◆ **INSTRUCTIONS FOR THE TASK**: Look through the data below, and copy each line that carries the word "parameter".

Extracted records:
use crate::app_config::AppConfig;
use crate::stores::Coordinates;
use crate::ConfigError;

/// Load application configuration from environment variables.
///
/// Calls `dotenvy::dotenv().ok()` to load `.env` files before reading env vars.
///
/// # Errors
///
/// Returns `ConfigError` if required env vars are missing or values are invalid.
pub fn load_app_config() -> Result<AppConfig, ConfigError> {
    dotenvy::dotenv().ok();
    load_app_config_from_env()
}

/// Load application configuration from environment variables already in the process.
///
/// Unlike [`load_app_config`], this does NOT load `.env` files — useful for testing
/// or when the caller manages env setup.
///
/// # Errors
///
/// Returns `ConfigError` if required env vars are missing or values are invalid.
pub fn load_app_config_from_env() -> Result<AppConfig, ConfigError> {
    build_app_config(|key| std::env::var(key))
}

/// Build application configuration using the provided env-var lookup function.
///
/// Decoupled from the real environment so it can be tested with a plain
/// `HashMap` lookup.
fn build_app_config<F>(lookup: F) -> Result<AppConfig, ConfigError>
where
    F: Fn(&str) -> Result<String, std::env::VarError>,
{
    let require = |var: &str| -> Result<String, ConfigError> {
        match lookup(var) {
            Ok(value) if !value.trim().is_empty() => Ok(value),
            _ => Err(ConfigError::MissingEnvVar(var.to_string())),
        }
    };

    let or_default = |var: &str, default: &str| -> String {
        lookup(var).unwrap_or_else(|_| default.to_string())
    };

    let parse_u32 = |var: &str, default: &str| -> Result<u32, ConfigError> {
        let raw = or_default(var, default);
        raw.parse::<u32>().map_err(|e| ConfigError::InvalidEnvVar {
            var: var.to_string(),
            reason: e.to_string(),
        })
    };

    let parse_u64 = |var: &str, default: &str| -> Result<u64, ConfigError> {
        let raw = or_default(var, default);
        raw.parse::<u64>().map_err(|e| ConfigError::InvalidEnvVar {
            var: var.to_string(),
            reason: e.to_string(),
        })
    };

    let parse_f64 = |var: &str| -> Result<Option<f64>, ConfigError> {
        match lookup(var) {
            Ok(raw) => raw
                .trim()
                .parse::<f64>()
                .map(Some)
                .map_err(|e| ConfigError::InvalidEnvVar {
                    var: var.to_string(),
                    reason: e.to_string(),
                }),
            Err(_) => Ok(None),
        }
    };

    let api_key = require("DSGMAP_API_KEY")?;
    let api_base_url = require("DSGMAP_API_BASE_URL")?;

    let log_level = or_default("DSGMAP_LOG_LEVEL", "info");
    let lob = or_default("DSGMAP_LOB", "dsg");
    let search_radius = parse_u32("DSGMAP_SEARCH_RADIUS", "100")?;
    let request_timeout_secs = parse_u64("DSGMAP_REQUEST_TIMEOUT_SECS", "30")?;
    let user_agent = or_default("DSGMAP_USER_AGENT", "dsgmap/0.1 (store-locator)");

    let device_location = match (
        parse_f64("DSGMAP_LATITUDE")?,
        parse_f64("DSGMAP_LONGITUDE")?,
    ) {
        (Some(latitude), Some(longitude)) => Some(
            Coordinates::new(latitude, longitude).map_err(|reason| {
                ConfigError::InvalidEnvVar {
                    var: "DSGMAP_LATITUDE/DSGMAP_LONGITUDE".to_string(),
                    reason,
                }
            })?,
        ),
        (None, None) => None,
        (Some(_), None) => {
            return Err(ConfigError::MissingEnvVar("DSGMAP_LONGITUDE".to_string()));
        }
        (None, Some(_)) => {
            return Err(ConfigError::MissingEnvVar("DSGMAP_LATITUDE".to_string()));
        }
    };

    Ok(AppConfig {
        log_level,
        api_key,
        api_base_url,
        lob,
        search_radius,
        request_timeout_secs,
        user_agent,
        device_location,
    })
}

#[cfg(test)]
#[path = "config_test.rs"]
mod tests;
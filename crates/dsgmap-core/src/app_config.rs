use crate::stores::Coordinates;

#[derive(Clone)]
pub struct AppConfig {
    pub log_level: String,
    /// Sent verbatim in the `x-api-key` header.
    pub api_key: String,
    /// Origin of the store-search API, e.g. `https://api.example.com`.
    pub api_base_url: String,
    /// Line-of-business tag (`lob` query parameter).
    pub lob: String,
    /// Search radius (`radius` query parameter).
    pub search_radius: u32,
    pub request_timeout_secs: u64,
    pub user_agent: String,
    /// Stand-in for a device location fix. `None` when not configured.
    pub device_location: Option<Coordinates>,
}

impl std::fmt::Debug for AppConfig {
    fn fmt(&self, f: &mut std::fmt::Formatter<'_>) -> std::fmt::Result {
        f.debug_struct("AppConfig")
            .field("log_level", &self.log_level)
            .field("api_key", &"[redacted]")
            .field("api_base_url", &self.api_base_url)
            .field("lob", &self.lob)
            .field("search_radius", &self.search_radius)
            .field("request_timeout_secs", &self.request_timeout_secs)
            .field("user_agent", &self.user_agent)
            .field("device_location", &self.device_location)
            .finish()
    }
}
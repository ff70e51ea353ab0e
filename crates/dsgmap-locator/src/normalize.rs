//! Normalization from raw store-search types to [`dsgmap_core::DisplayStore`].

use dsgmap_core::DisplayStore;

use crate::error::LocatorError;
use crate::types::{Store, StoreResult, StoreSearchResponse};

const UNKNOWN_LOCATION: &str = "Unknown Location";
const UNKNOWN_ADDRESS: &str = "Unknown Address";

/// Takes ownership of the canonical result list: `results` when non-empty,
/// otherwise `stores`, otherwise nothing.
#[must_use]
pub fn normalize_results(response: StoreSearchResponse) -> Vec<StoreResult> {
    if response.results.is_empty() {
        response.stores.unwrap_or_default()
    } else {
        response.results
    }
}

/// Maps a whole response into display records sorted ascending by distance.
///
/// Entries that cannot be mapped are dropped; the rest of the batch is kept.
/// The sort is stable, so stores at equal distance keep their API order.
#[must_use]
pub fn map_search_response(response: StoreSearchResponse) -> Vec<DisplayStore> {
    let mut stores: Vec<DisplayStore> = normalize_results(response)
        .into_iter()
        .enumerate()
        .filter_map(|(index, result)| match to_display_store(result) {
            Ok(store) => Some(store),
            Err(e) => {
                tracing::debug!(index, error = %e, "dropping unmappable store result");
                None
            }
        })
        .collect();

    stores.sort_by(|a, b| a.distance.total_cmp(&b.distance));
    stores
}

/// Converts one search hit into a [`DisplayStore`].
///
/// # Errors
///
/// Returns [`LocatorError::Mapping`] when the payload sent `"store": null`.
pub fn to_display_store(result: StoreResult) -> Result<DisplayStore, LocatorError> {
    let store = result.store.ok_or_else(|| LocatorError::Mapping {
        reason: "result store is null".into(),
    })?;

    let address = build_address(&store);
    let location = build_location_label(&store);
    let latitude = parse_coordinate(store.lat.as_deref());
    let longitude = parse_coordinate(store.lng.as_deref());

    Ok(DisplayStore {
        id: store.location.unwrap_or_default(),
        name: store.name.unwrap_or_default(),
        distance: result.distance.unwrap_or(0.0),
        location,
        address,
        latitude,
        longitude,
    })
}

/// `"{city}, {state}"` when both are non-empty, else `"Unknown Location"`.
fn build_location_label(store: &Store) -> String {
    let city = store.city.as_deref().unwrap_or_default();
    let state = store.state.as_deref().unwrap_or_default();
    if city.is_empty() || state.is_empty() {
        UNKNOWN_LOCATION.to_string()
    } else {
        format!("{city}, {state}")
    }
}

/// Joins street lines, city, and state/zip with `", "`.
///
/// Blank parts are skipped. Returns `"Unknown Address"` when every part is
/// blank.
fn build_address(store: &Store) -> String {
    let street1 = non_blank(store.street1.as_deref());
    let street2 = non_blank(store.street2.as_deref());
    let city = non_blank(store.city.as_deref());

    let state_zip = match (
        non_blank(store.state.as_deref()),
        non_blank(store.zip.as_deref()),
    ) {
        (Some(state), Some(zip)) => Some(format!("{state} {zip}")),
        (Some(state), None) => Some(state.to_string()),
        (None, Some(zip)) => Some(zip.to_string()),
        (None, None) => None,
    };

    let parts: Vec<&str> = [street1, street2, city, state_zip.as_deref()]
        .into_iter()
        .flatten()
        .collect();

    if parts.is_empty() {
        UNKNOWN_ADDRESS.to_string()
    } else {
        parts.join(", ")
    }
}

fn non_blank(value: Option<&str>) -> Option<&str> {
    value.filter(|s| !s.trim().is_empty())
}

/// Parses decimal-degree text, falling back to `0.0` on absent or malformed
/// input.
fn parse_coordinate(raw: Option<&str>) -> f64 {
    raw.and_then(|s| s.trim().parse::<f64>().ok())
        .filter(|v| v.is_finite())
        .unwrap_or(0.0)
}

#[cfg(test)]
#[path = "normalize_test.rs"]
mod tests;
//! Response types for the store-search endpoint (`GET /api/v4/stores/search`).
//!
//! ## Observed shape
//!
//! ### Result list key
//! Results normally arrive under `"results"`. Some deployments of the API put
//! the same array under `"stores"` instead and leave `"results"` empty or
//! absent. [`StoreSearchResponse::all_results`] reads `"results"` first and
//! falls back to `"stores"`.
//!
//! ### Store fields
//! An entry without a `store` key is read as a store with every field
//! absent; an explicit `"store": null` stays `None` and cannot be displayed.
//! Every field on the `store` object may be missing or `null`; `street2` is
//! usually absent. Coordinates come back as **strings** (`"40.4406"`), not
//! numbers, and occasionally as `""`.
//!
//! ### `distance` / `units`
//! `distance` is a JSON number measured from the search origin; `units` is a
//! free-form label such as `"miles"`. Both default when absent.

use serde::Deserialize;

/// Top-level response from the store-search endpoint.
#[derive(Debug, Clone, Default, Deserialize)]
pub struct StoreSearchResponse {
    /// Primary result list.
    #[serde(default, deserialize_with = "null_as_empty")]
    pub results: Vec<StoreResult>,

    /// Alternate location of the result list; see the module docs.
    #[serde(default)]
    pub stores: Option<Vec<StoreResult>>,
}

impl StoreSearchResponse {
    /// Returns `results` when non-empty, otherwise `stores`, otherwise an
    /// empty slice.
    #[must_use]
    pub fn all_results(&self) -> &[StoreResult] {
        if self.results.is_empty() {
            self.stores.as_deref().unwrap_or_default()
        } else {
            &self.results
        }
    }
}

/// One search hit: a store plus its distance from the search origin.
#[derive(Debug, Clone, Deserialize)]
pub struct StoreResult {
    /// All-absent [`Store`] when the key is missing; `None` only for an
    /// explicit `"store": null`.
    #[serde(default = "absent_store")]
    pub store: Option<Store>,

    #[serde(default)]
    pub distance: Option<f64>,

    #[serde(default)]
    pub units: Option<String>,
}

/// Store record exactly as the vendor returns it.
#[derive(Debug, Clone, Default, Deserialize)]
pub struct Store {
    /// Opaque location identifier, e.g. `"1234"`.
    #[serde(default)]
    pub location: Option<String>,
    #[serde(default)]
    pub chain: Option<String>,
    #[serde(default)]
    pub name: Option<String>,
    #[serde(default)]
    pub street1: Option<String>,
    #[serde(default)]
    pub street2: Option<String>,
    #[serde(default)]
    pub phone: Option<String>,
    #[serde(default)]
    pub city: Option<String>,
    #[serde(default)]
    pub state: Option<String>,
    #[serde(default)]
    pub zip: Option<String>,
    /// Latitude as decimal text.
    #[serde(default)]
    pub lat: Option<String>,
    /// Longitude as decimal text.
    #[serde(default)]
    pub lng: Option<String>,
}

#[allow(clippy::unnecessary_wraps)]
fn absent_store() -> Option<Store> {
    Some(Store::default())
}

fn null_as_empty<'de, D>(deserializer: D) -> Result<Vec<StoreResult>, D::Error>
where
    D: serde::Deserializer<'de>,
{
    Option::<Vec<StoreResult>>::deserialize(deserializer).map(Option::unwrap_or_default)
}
* * *
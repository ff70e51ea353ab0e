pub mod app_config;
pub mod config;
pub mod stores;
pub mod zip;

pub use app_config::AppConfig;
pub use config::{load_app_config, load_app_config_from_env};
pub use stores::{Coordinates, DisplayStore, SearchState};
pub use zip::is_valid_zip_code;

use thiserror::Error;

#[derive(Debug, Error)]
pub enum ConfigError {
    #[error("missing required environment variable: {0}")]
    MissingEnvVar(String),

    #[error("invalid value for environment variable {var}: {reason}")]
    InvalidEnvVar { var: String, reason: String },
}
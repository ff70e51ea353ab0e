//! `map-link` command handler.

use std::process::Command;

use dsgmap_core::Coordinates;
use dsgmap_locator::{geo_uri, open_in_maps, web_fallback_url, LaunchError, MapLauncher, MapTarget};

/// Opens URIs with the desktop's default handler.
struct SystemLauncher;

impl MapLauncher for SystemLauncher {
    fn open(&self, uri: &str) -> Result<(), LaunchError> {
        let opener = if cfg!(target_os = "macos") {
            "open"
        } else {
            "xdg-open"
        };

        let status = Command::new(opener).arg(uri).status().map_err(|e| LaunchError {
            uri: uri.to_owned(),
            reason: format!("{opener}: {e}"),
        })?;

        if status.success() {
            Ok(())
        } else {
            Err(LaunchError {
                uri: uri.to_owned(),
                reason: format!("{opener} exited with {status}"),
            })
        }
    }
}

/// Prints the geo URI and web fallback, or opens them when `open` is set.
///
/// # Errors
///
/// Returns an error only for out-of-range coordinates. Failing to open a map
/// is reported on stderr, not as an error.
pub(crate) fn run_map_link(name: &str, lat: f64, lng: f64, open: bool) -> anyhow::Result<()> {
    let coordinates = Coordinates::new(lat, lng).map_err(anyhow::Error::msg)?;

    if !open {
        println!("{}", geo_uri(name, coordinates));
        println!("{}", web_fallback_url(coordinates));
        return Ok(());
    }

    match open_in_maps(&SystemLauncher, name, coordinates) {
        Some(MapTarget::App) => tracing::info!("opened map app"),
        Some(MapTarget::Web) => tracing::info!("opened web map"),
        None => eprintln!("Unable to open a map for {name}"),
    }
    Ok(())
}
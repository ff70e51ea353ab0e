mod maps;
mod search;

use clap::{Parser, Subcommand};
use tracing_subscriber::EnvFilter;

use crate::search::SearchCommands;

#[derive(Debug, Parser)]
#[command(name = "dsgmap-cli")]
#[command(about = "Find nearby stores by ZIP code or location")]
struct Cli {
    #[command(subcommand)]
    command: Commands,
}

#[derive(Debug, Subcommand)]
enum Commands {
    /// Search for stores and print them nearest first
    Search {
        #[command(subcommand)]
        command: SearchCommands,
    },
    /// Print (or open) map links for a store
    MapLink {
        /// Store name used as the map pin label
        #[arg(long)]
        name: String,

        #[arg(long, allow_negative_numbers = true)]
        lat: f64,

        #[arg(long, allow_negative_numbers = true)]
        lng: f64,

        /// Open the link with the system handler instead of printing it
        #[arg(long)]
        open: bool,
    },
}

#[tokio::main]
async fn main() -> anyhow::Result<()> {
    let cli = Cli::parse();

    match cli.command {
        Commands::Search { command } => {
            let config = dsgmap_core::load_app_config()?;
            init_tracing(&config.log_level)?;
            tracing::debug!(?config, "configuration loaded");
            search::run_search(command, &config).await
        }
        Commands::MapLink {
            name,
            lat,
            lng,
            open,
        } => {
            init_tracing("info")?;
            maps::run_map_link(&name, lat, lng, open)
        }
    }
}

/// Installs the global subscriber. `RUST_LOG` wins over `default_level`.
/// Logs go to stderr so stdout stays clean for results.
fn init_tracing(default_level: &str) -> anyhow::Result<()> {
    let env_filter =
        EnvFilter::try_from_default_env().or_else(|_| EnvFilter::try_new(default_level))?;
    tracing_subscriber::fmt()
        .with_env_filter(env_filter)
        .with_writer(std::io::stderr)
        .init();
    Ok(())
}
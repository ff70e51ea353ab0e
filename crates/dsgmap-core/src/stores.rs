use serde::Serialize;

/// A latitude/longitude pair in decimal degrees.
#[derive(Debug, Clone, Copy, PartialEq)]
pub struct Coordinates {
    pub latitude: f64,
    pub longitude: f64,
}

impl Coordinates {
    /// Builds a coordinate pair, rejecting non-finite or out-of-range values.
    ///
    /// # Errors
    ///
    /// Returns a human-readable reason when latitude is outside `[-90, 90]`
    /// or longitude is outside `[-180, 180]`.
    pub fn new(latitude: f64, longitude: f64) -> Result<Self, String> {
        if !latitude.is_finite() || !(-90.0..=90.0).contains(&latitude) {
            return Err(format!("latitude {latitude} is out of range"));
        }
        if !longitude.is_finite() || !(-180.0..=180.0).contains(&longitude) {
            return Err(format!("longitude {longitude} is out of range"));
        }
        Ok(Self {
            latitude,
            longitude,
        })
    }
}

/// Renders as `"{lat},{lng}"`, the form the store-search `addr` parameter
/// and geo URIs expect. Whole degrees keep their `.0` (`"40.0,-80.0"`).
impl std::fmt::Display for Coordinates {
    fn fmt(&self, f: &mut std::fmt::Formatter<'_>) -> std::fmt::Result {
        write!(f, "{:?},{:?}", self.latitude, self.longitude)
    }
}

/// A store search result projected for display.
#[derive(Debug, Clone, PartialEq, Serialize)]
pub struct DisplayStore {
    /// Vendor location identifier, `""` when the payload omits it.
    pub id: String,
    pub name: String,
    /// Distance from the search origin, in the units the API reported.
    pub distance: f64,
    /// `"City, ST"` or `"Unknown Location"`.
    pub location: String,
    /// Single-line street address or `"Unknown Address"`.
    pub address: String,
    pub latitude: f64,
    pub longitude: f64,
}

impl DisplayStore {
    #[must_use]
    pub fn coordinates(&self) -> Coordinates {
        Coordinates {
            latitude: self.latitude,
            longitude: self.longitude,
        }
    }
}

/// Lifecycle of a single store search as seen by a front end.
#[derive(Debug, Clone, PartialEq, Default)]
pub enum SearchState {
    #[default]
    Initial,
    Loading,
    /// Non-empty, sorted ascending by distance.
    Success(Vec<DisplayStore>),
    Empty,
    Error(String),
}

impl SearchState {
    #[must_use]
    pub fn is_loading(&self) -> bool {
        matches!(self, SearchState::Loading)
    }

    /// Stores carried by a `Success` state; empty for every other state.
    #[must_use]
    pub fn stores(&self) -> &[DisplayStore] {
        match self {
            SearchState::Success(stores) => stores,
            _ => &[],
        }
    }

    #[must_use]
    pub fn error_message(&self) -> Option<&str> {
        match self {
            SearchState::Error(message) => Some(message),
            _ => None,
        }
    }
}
==
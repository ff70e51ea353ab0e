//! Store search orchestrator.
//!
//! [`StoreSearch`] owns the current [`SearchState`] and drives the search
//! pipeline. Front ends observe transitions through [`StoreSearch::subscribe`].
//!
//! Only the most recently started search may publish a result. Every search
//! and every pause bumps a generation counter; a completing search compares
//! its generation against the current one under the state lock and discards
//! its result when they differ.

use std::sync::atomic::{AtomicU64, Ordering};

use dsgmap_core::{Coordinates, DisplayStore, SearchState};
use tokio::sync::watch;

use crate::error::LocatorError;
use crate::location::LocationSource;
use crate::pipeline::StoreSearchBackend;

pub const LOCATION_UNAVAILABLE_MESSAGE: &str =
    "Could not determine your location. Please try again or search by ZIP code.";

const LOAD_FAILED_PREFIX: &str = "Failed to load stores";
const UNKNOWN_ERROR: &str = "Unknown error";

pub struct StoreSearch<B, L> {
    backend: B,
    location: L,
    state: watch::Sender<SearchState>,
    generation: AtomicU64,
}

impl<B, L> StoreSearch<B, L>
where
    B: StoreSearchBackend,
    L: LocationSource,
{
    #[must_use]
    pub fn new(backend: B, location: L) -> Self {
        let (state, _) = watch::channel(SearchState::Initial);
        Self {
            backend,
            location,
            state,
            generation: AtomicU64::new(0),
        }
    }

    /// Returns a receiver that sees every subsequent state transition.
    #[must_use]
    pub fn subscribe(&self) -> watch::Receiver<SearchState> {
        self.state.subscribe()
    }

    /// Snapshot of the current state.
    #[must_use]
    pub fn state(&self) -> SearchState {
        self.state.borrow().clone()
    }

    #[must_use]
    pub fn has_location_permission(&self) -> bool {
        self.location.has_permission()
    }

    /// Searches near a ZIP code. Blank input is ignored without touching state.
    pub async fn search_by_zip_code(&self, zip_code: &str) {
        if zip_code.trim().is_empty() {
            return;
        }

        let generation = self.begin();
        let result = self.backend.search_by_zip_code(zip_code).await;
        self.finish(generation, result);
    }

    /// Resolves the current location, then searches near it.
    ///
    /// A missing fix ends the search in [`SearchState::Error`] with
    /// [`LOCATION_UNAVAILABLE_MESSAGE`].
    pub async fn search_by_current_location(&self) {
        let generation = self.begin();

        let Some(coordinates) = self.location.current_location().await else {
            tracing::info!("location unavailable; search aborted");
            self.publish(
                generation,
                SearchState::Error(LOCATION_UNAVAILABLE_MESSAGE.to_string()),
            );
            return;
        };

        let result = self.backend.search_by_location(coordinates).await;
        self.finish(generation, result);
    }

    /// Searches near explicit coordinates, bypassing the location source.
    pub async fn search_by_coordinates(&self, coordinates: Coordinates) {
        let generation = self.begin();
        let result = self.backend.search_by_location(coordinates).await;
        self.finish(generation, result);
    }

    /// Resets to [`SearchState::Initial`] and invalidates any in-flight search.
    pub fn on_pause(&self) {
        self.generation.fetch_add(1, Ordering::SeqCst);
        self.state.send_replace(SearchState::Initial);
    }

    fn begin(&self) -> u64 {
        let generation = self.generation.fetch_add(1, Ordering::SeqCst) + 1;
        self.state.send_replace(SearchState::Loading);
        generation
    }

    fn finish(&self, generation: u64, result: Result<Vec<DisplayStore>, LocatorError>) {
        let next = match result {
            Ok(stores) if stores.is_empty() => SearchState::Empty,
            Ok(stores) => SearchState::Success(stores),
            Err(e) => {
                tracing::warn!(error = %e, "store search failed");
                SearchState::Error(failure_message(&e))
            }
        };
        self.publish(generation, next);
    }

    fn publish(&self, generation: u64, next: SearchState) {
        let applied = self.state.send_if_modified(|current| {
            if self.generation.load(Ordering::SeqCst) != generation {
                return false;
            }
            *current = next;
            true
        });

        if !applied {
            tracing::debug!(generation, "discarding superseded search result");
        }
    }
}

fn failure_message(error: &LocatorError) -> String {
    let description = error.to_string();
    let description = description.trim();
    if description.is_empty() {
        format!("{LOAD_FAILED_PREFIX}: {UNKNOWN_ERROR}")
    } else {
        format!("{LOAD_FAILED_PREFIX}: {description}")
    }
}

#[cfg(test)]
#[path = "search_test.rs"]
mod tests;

◆ **COMPLETED EXERCISE**:
    /// Line-of-business tag (`lob` query parameter).
    /// Search radius (`radius` query parameter).
/// Renders as `"{lat},{lng}"`, the form the store-search `addr` parameter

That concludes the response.